▶ [WHAT IS NEEDED] Take every line from the records below that includes the word "HashSet".

[INPUT MATERIAL — start]

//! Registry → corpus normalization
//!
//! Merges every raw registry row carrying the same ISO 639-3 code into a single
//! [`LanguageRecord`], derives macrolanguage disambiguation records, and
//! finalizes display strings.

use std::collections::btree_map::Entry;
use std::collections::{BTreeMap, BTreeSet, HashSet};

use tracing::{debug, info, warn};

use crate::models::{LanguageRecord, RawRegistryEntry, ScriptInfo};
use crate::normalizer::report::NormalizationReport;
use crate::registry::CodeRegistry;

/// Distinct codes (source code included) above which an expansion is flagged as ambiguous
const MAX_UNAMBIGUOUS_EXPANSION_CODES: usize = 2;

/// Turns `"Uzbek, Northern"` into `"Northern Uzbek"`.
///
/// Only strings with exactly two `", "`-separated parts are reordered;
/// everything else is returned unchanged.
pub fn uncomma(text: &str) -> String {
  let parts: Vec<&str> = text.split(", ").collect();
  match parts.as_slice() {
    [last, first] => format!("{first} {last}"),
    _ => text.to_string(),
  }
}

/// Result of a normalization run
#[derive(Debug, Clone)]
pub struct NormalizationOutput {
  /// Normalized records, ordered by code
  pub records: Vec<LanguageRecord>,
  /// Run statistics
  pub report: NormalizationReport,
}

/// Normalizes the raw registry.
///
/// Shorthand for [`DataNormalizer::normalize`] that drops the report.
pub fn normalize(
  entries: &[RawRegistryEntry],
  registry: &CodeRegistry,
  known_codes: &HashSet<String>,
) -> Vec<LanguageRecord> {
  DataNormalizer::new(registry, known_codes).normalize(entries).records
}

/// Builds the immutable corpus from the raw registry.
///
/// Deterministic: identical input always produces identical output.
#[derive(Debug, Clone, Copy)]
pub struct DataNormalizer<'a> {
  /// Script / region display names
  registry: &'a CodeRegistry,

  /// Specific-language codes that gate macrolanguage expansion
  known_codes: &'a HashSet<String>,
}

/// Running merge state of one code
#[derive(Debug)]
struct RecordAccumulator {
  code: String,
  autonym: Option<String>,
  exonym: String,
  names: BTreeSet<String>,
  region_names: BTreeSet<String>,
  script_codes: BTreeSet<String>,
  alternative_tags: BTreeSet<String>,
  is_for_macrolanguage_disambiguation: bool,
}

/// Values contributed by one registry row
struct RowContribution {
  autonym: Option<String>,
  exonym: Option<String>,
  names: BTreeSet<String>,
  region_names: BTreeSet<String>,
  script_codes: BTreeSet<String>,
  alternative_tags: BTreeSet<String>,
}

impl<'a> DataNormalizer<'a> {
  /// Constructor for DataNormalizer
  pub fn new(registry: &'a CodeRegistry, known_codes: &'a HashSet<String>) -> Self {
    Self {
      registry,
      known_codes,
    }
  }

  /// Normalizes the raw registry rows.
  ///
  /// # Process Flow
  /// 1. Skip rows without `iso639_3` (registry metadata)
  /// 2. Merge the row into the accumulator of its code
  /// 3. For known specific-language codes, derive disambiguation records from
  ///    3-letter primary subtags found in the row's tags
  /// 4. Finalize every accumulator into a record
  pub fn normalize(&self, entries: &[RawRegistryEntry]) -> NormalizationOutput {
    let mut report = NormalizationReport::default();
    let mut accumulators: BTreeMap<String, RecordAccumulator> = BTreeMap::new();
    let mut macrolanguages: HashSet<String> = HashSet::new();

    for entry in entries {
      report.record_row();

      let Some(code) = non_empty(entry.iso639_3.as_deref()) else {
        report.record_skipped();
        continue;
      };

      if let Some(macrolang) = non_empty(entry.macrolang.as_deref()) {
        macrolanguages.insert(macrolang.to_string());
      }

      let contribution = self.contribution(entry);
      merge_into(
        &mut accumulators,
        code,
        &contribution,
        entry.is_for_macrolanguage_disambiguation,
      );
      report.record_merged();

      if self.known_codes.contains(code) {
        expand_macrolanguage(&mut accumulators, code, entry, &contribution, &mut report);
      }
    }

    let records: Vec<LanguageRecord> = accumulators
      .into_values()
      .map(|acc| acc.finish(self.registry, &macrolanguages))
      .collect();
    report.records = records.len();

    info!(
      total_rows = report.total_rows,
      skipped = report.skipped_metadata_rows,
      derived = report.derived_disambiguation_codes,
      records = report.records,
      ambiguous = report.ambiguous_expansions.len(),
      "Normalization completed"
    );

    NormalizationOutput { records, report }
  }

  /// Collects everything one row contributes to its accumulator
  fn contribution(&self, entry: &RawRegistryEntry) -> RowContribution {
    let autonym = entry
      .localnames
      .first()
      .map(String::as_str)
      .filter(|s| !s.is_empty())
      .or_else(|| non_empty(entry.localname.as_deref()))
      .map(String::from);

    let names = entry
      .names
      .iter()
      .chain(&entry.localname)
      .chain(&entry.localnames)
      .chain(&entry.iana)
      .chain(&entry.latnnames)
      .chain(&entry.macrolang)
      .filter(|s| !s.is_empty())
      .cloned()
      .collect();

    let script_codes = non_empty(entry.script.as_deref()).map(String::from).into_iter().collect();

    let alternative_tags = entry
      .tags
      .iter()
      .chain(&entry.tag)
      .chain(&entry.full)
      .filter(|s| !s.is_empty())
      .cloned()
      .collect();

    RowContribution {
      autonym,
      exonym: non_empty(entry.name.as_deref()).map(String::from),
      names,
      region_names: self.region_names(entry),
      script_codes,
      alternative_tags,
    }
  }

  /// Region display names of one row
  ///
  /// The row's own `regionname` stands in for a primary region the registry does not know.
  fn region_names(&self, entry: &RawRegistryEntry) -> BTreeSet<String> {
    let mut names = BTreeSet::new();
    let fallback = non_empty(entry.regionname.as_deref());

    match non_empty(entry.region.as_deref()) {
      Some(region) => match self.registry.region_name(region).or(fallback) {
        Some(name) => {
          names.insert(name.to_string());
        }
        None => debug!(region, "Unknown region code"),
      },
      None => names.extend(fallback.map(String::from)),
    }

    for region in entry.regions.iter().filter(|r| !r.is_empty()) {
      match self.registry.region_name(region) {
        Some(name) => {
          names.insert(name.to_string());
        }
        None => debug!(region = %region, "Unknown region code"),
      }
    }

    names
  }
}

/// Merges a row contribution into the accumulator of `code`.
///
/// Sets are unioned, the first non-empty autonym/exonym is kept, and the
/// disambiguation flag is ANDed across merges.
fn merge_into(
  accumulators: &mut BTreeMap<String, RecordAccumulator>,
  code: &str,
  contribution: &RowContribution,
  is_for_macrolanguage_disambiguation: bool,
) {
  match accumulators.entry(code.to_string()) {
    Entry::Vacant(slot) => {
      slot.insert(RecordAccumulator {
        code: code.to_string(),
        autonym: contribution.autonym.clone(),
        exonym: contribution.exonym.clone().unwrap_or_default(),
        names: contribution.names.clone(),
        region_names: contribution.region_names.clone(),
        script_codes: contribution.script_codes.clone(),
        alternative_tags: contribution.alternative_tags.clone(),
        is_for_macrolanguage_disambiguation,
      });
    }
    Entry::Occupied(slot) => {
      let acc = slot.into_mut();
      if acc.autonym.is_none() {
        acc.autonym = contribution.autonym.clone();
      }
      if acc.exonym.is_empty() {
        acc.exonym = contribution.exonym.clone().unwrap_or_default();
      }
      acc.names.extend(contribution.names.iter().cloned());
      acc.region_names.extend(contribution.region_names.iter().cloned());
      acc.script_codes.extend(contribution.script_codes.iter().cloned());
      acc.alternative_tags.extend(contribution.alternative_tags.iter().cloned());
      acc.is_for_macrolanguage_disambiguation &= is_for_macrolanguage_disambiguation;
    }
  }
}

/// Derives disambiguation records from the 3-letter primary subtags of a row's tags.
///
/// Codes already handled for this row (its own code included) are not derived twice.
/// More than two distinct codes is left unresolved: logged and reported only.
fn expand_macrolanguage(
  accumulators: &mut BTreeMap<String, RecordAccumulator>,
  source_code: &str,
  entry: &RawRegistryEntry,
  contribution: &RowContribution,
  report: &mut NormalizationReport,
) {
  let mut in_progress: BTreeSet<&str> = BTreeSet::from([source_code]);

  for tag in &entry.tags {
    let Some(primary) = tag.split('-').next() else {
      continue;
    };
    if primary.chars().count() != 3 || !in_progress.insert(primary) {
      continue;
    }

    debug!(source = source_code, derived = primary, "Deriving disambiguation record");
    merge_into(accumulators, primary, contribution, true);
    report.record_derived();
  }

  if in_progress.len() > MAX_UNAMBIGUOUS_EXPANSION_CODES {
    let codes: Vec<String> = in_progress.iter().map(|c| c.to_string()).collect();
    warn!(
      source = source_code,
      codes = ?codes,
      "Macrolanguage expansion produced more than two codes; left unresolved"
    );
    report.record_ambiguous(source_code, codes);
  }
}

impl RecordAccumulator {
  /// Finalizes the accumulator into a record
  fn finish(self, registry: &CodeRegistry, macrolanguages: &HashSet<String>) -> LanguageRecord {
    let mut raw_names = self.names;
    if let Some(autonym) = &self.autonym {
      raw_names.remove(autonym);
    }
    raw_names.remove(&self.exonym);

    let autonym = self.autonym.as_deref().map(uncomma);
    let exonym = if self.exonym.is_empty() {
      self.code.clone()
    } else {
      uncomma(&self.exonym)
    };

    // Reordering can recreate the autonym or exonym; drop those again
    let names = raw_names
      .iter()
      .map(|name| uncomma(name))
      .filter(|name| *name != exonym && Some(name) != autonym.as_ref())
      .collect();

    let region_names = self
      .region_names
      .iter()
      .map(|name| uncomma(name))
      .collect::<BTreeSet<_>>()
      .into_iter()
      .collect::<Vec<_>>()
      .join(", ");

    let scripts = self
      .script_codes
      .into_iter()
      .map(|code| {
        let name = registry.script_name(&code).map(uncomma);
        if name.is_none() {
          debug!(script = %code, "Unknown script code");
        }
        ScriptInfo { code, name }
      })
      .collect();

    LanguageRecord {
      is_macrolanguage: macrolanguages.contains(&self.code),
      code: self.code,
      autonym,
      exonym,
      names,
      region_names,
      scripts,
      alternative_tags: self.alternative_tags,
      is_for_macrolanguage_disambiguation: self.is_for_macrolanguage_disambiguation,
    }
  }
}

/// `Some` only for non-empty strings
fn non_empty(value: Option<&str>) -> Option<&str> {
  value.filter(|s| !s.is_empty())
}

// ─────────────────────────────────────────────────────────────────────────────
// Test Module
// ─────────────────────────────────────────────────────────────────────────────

[INPUT MATERIAL — finish]
[INPUT MATERIAL — start]

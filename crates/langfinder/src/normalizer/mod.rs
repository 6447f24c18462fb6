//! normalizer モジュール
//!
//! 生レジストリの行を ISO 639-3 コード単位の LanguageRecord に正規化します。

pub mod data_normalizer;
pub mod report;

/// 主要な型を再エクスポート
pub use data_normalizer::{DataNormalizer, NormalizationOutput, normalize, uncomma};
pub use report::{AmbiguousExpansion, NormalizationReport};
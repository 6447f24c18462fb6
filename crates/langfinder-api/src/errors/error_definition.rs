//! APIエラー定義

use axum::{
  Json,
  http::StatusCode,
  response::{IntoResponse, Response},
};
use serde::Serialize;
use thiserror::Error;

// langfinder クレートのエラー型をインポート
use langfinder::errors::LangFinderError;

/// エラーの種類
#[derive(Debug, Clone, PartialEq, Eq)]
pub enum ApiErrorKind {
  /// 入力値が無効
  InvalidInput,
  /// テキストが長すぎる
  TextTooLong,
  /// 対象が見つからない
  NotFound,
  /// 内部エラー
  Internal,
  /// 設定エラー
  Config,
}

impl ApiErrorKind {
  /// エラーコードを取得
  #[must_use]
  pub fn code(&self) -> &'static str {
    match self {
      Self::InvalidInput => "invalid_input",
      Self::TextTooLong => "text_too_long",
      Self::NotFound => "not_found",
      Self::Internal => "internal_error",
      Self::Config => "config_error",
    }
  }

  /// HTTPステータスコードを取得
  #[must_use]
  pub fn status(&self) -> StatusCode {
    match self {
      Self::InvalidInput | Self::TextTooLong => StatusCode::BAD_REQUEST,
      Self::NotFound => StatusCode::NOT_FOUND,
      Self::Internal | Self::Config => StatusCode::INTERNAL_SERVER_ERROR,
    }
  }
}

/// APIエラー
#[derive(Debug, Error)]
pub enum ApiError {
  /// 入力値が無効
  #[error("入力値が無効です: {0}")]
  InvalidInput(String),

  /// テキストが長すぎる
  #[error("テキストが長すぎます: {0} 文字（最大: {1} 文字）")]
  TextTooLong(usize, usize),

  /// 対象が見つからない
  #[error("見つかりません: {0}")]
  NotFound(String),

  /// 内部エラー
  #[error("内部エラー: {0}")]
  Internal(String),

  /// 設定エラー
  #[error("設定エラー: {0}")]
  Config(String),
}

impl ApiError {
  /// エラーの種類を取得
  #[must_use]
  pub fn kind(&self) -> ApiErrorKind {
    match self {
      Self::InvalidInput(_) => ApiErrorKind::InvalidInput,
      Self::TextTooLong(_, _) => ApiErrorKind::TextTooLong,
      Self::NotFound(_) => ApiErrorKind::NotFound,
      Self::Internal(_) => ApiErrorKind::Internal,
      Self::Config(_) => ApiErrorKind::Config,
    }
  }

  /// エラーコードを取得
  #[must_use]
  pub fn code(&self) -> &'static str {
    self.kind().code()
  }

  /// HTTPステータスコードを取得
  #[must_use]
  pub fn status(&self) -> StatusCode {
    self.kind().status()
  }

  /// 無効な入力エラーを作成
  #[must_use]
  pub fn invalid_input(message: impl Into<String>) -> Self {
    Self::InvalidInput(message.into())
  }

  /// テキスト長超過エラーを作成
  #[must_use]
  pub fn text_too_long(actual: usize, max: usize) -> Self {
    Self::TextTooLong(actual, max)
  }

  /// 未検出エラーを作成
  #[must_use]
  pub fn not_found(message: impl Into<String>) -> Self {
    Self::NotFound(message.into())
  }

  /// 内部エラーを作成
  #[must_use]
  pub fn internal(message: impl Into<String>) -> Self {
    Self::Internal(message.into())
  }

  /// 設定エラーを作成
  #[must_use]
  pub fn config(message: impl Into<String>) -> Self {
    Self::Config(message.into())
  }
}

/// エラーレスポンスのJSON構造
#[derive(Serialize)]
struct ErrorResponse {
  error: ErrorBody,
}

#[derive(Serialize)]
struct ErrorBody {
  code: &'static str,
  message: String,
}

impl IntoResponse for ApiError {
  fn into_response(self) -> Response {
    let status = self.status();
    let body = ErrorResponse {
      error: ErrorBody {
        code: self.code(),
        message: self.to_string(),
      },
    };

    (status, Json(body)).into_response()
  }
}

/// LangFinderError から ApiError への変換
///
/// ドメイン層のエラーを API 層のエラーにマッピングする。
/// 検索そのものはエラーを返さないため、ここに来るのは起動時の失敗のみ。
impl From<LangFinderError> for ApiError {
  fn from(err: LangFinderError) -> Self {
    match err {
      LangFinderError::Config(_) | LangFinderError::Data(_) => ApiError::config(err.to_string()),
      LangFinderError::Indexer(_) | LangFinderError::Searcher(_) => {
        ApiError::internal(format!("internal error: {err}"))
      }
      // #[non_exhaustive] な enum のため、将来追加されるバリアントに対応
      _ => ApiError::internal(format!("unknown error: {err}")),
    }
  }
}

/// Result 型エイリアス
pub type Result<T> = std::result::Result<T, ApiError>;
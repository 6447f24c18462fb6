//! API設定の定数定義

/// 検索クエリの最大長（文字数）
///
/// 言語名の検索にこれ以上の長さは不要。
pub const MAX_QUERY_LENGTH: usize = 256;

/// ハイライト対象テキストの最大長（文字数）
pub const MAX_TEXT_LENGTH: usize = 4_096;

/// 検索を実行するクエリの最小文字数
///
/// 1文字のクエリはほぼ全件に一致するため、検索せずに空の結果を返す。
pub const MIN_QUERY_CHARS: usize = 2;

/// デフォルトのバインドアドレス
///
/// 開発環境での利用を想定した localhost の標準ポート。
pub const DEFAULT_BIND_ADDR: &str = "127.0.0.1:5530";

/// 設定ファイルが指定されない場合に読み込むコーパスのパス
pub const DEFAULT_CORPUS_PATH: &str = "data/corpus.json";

[INPUT MATERIAL — finish]
[INPUT MATERIAL — start]

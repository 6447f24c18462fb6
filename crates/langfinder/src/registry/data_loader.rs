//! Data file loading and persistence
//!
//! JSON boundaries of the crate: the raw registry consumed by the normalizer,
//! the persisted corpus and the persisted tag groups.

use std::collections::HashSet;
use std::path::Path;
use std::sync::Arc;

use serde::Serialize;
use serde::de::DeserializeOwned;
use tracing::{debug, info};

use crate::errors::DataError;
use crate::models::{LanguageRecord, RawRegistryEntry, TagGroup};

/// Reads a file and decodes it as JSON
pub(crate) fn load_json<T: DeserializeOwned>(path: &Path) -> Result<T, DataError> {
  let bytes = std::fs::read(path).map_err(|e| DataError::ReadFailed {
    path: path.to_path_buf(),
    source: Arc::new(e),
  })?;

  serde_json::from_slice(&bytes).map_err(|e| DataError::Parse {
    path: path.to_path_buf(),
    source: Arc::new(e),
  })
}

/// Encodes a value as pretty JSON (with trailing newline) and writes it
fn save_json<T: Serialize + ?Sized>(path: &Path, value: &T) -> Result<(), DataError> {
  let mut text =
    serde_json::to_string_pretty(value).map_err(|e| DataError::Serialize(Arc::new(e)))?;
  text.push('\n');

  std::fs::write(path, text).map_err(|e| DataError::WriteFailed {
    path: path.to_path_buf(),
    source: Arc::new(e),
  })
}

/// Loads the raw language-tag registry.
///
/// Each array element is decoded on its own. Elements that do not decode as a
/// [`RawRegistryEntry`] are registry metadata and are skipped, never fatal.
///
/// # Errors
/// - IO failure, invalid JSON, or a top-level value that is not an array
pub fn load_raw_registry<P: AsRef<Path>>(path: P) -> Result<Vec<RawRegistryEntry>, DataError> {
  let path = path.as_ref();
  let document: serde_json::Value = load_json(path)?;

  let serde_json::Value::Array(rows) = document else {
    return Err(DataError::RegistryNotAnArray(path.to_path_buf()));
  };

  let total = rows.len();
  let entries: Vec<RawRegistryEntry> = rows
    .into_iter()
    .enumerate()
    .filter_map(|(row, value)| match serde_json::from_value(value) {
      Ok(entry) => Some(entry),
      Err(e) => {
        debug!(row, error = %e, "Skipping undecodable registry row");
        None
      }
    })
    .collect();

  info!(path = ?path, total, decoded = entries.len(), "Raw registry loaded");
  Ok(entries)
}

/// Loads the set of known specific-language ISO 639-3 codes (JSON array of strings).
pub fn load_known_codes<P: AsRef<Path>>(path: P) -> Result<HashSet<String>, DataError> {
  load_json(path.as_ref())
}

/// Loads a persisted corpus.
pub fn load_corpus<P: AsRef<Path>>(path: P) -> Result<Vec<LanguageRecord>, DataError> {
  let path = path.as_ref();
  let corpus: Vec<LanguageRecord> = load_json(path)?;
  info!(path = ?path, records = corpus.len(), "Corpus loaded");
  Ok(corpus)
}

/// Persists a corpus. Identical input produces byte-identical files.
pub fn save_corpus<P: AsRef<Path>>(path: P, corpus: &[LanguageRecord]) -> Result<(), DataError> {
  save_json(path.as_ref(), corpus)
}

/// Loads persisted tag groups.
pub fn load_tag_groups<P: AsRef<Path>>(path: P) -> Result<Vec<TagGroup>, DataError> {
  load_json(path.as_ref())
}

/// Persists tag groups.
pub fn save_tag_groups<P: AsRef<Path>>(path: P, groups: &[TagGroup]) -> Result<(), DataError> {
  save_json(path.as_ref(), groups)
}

[INPUT MATERIAL — finish]

▶ [RESPONSE BELOW]
use std::collections::{BTreeMap, BTreeSet, HashSet};
  known_codes: &HashSet<String>,
  known_codes: &'a HashSet<String>,
  pub fn new(registry: &'a CodeRegistry, known_codes: &'a HashSet<String>) -> Self {
    let mut macrolanguages: HashSet<String> = HashSet::new();
  fn finish(self, registry: &CodeRegistry, macrolanguages: &HashSet<String>) -> LanguageRecord {
use std::collections::HashSet;
pub fn load_known_codes<P: AsRef<Path>>(path: P) -> Result<HashSet<String>, DataError> {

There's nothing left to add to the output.